Code: CSE-208 | Credits: 1.50 |
Course Description: This course will introduce students to topics such combinational and sequential circuit analysis and design, digital circuit design optimization techniques using arbitrary logic gates, multiplexers, decoders, registers, counters, and programmable logic arrays according to the CSE-207 course.
Code: CSE-209 | Credits: 3.00 |
Code: CSE-221 | Credits: 3.00 |
Course Description: Data structures are the techniques of designing the basic algorithms for real-life projects. The practice and assimilation of data structure techniques is essential for programming. Besides the soul of computing is algorithms. The theoretical foundation of computer science is provided by algorithm design and analysis, which are essential to the day-to-day activities of a good programmer. The basic analysis and design techniques for effective algorithms are covered in this course, with an emphasis on techniques that are practical. The course will help students to develop the capability of selecting a particular data structure too.
Code: CSE-222 | Credits: 1.50 |
Course Description: By the end of this course, students will be able to create computer programs using fundamental building blocks like control statements, arrays, functions, pointers, and strings, as well as data structures like stacks, queues, and linked lists, for use in computing and practical applications. Additionally, they will also be introduced with the practical knowledge to implement searching and sorting algorithms.
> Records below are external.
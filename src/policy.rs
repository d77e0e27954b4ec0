//! Identity and statement policy.
//!
//! A [`Policy`] only ever runs against material that already passed chain
//! validation. Fields are checked in a fixed order and the first mismatch is
//! reported; an unset field places no constraint.

use crate::bundle::Statement;
use crate::identity::{extension_name, oids, LeafIdentity};
use crate::{AttestationError, Result};
use globset::Glob;
use log::trace;
use regex::Regex;
use std::collections::BTreeMap;
use std::fmt;

const GITHUB_URL: &str = "https://github.com";
const GITHUB_HOSTED_RUNNER: &str = "github-hosted";

/// How a policy value is compared against a certificate value
#[derive(Debug, Clone, PartialEq, Eq)]
pub enum Matcher {
    Exact(String),
    /// Shell-style glob; `*` may span `/`
    Glob(String),
    /// Regular expression anchored to the whole value
    Regex(String),
}

impl Matcher {
    pub fn exact(value: impl Into<String>) -> Self {
        Self::Exact(value.into())
    }

    pub fn glob(pattern: impl Into<String>) -> Self {
        Self::Glob(pattern.into())
    }

    pub fn regex(pattern: impl Into<String>) -> Self {
        Self::Regex(pattern.into())
    }

    fn pattern(&self) -> &str {
        match self {
            Self::Exact(p) | Self::Glob(p) | Self::Regex(p) => p,
        }
    }

    fn is_empty(&self) -> bool {
        self.pattern().is_empty()
    }

    /// Whether `value` satisfies the matcher. A pattern that does not compile
    /// is an error, never a match.
    pub fn matches(&self, value: &str) -> Result<bool> {
        match self {
            Self::Exact(expected) => Ok(expected == value),
            Self::Glob(pattern) => {
                let glob = Glob::new(pattern).map_err(|e| {
                    AttestationError::InvalidPolicy(format!("invalid glob '{}': {}", pattern, e))
                })?;
                Ok(glob.compile_matcher().is_match(value))
            }
            Self::Regex(pattern) => {
                let re = Regex::new(&format!("^(?:{})$", pattern)).map_err(|e| {
                    AttestationError::InvalidPolicy(format!("invalid regex '{}': {}", pattern, e))
                })?;
                Ok(re.is_match(value))
            }
        }
    }

    /// Check the pattern compiles without matching anything
    pub fn validate(&self) -> Result<()> {
        self.matches("").map(|_| ())
    }
}

impl fmt::Display for Matcher {
    fn fmt(&self, f: &mut fmt::Formatter<'_>) -> fmt::Result {
        match self {
            Self::Exact(v) => write!(f, "{}", v),
            Self::Glob(p) => write!(f, "glob '{}'", p),
            Self::Regex(p) => write!(f, "regex '{}'", p),
        }
    }
}

#[derive(Debug, Clone, Default, PartialEq, Eq)]
pub struct Policy {
    /// OIDC issuer URL, compared exactly
    pub expected_issuer: Option<String>,
    /// Pattern for the subject alternative name
    pub subject: Option<Matcher>,
    /// Fulcio extension OID to expected value
    pub extensions: BTreeMap<String, Matcher>,
    /// Required in-toto predicate type, compared exactly
    pub predicate_type: Option<String>,
}

impl Policy {
    pub fn new() -> Self {
        Self::default()
    }

    pub fn with_issuer(mut self, issuer: impl Into<String>) -> Self {
        self.expected_issuer = Some(issuer.into());
        self
    }

    pub fn with_subject(mut self, matcher: Matcher) -> Self {
        self.subject = Some(matcher);
        self
    }

    pub fn with_extension(mut self, oid: impl Into<String>, matcher: Matcher) -> Self {
        self.extensions.insert(oid.into(), matcher);
        self
    }

    pub fn with_predicate_type(mut self, predicate_type: impl Into<String>) -> Self {
        self.predicate_type = Some(predicate_type.into());
        self
    }

    /// Require the source repository to belong to a GitHub owner
    pub fn with_owner(self, owner: &str) -> Self {
        self.with_extension(
            oids::SOURCE_REPOSITORY_OWNER_URI,
            Matcher::exact(format!("{}/{}", GITHUB_URL, owner)),
        )
    }

    /// Require a GitHub source repository, as `owner/repo`
    pub fn with_repository(self, repository: &str) -> Self {
        self.with_extension(
            oids::SOURCE_REPOSITORY_URI,
            Matcher::exact(format!("{}/{}", GITHUB_URL, repository)),
        )
    }

    /// Constrain the workflow that signed, which is what the SAN names
    pub fn with_signer_workflow(self, matcher: Matcher) -> Self {
        self.with_subject(matcher)
    }

    /// Reject attestations built on self-hosted runners
    pub fn hosted_runners_only(self) -> Self {
        self.with_extension(oids::RUNNER_ENVIRONMENT, Matcher::exact(GITHUB_HOSTED_RUNNER))
    }

    /// Compile every pattern up front so a bad policy fails before any bundle
    pub fn validate(&self) -> Result<()> {
        if let Some(subject) = &self.subject {
            subject.validate()?;
        }
        for matcher in self.extensions.values() {
            matcher.validate()?;
        }
        Ok(())
    }

    /// Check a verified identity: issuer, then SAN, then extensions in
    /// ascending OID order.
    pub fn evaluate(&self, identity: &LeafIdentity) -> Result<()> {
        if let Some(issuer) = self.expected_issuer.as_deref().filter(|i| !i.is_empty()) {
            if issuer != identity.issuer {
                return Err(AttestationError::policy_mismatch("issuer", issuer, &identity.issuer));
            }
        }

        if let Some(subject) = self.subject.as_ref().filter(|m| !m.is_empty()) {
            if !subject.matches(&identity.subject_alternative_name)? {
                return Err(AttestationError::policy_mismatch(
                    "subject alternative name",
                    subject.to_string(),
                    &identity.subject_alternative_name,
                ));
            }
        }

        for (oid, matcher) in self.extensions.iter().filter(|(_, m)| !m.is_empty()) {
            let field = match extension_name(oid) {
                Some(name) => format!("{} ({})", name, oid),
                None => oid.clone(),
            };
            let Some(actual) = identity.extension(oid) else {
                return Err(AttestationError::policy_mismatch(field, matcher.to_string(), "<absent>"));
            };
            if !matcher.matches(actual)? {
                return Err(AttestationError::policy_mismatch(field, matcher.to_string(), actual));
            }
            trace!("Extension {} matched", oid);
        }

        Ok(())
    }

    /// Check the verified statement: predicate type, then that a subject
    /// carries the artifact digest (`alg:hex`, or bare hex for SHA-256).
    pub fn evaluate_statement(&self, statement: Option<&Statement>, artifact_digest: &str) -> Result<()> {
        let Some(statement) = statement else {
            return Err(AttestationError::policy_mismatch(
                "statement",
                "in-toto statement",
                "<absent>",
            ));
        };

        if let Some(expected) = self.predicate_type.as_deref().filter(|p| !p.is_empty()) {
            if expected != statement.predicate_type {
                return Err(AttestationError::policy_mismatch(
                    "predicate type",
                    expected,
                    &statement.predicate_type,
                ));
            }
        }

        let (algorithm, digest) = split_digest(artifact_digest)?;
        if !statement.has_subject_digest(algorithm, digest) {
            let actual = statement
                .subjects
                .iter()
                .filter_map(|s| s.digest.get(algorithm).map(|d| format!("{}:{}", algorithm, d)))
                .collect::<Vec<_>>()
                .join(", ");
            return Err(AttestationError::policy_mismatch(
                "subject digest",
                format!("{}:{}", algorithm, digest.to_ascii_lowercase()),
                if actual.is_empty() { "<absent>".to_string() } else { actual },
            ));
        }

        Ok(())
    }
}

/// Split `alg:hex`; bare hex is SHA-256
pub fn split_digest(artifact_digest: &str) -> Result<(&str, &str)> {
    let (algorithm, digest) = artifact_digest
        .split_once(':')
        .unwrap_or(("sha256", artifact_digest));

    if algorithm.is_empty() || digest.is_empty() || !digest.chars().all(|c| c.is_ascii_hexdigit()) {
        return Err(AttestationError::InvalidPolicy(format!(
            "artifact digest '{}' is not of the form alg:hex",
            artifact_digest
        )));
    }
    Ok((algorithm, digest))
}
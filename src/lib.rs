use thiserror::Error;

pub mod api;
pub mod bundle;
pub mod crypto;
pub mod identity;
pub mod issuer;
pub mod policy;
pub mod trust_root;
pub mod verifiers;
pub mod verify;

// Re-export commonly used types
pub use bundle::{parse_bundle, AttestationBundle, LogEntry, Statement};
pub use identity::LeafIdentity;
pub use issuer::{IssuerId, IssuerResolver};
pub use policy::{Matcher, Policy};
pub use trust_root::{TrustRoot, TrustRootProvider, ValidityWindow};
pub use verifiers::{ProviderConfig, ProviderKind, Verifier, VerifierConfig, VerifierRegistry};
pub use verify::{
    AggregateOutcome, AggregateResult, Cancellation, Outcome, VerificationMode,
    VerificationOrchestrator, VerificationResult,
};

#[derive(Debug, Clone, PartialEq, Eq, Error)]
pub enum AttestationError {
    #[error("Malformed bundle: {0}")]
    MalformedBundle(String),

    #[error("Leaf certificate issuer is not recognized: {0}")]
    UnrecognizedIssuer(String),

    #[error("Provider '{0}' is disabled")]
    ProviderDisabled(String),

    #[error("Provider '{provider}' is not available: {reason}")]
    ProviderUnavailable { provider: String, reason: String },

    #[error("Certificate chain is not trusted: {0}")]
    ChainNotTrusted(String),

    #[error(
        "Certificate was not valid at signing time {signing_time} (valid {not_before}..={not_after})"
    )]
    CertificateExpired {
        signing_time: i64,
        not_before: i64,
        not_after: i64,
    },

    #[error("Transparency log proof invalid: {0}")]
    LogProofInvalid(String),

    #[error("Transparency log entry missing: {0}")]
    LogEntryMissing(String),

    #[error("Signature verification failed: {0}")]
    SignatureInvalid(String),

    #[error("Policy mismatch on {field}: expected {expected}, found {actual}")]
    PolicyMismatch {
        field: String,
        expected: String,
        actual: String,
    },

    #[error("Invalid policy: {0}")]
    InvalidPolicy(String),

    #[error("Invalid trust root: {0}")]
    InvalidTrustRoot(String),

    #[error("Invalid configuration: {0}")]
    Config(String),

    #[error("Verification cancelled")]
    Cancelled,

    #[error("No attestations found")]
    NoAttestations,
}

/// Coarse grouping of [`AttestationError`] used by callers deciding what to do
/// with a rejection.
#[derive(Debug, Clone, Copy, PartialEq, Eq, serde::Serialize)]
pub enum ErrorCategory {
    Malformed,
    Selection,
    Cryptographic,
    Policy,
    Operational,
}

impl AttestationError {
    pub fn category(&self) -> ErrorCategory {
        match self {
            Self::MalformedBundle(_) | Self::NoAttestations => ErrorCategory::Malformed,
            Self::UnrecognizedIssuer(_) | Self::ProviderDisabled(_) => ErrorCategory::Selection,
            Self::ChainNotTrusted(_)
            | Self::CertificateExpired { .. }
            | Self::LogProofInvalid(_)
            | Self::LogEntryMissing(_)
            | Self::SignatureInvalid(_) => ErrorCategory::Cryptographic,
            Self::PolicyMismatch { .. } | Self::InvalidPolicy(_) => ErrorCategory::Policy,
            Self::ProviderUnavailable { .. }
            | Self::InvalidTrustRoot(_)
            | Self::Config(_)
            | Self::Cancelled => ErrorCategory::Operational,
        }
    }

    /// Only a trust root that failed to load is worth retrying; every other
    /// failure is a verdict on the bundle itself.
    pub fn is_retryable(&self) -> bool {
        matches!(self, Self::ProviderUnavailable { .. })
    }

    pub(crate) fn malformed(msg: impl Into<String>) -> Self {
        Self::MalformedBundle(msg.into())
    }

    pub(crate) fn policy_mismatch(
        field: impl Into<String>,
        expected: impl Into<String>,
        actual: impl Into<String>,
    ) -> Self {
        Self::PolicyMismatch {
            field: field.into(),
            expected: expected.into(),
            actual: actual.into(),
        }
    }
}

impl From<serde_json::Error> for AttestationError {
    fn from(e: serde_json::Error) -> Self {
        Self::MalformedBundle(format!("JSON error: {}", e))
    }
}

pub type Result<T> = std::result::Result<T, AttestationError>;

// ===== Convenience entry point =====

/// Verify every bundle for an artifact against a registry in one call.
///
/// # Arguments
/// * `registry` - Verifiers built from the provider configuration and trust roots
/// * `artifact_digest` - Digest of the artifact, `sha256:<hex>` or bare SHA-256 hex
/// * `bundles` - Raw serialized bundles, one per attestation
/// * `policy` - Identity and statement constraints
/// * `mode` - Whether all or any of the bundles must verify
pub fn verify_artifact<B: AsRef<[u8]>>(
    registry: std::sync::Arc<VerifierRegistry>,
    artifact_digest: &str,
    bundles: &[B],
    policy: &Policy,
    mode: VerificationMode,
) -> Result<AggregateResult> {
    if bundles.is_empty() {
        return Err(AttestationError::NoAttestations);
    }

    let orchestrator = VerificationOrchestrator::new(registry);
    Ok(orchestrator.verify_artifact(artifact_digest, bundles, policy, mode))
}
Code: MTH-203 | Credits: 3.00 |
Course Description: Understanding probability enables you to make well-informed choices regarding the likelihood of events based on a pattern of facts gathered. Statistical inferences are frequently employed in the context of data science to assess or forecast trends from data, and these inferences make use of probability distributions of data. By taking this course, students will gain knowledge of how to use appropriate statistical techniques to gather, organize, display, and analyze pertinent data. They will also learn how to distinguish between different types of data (qualitative, quantitative, discrete, and continuous), different types of sampling (random, stratified, systematic, and cluster), and statistical misuses.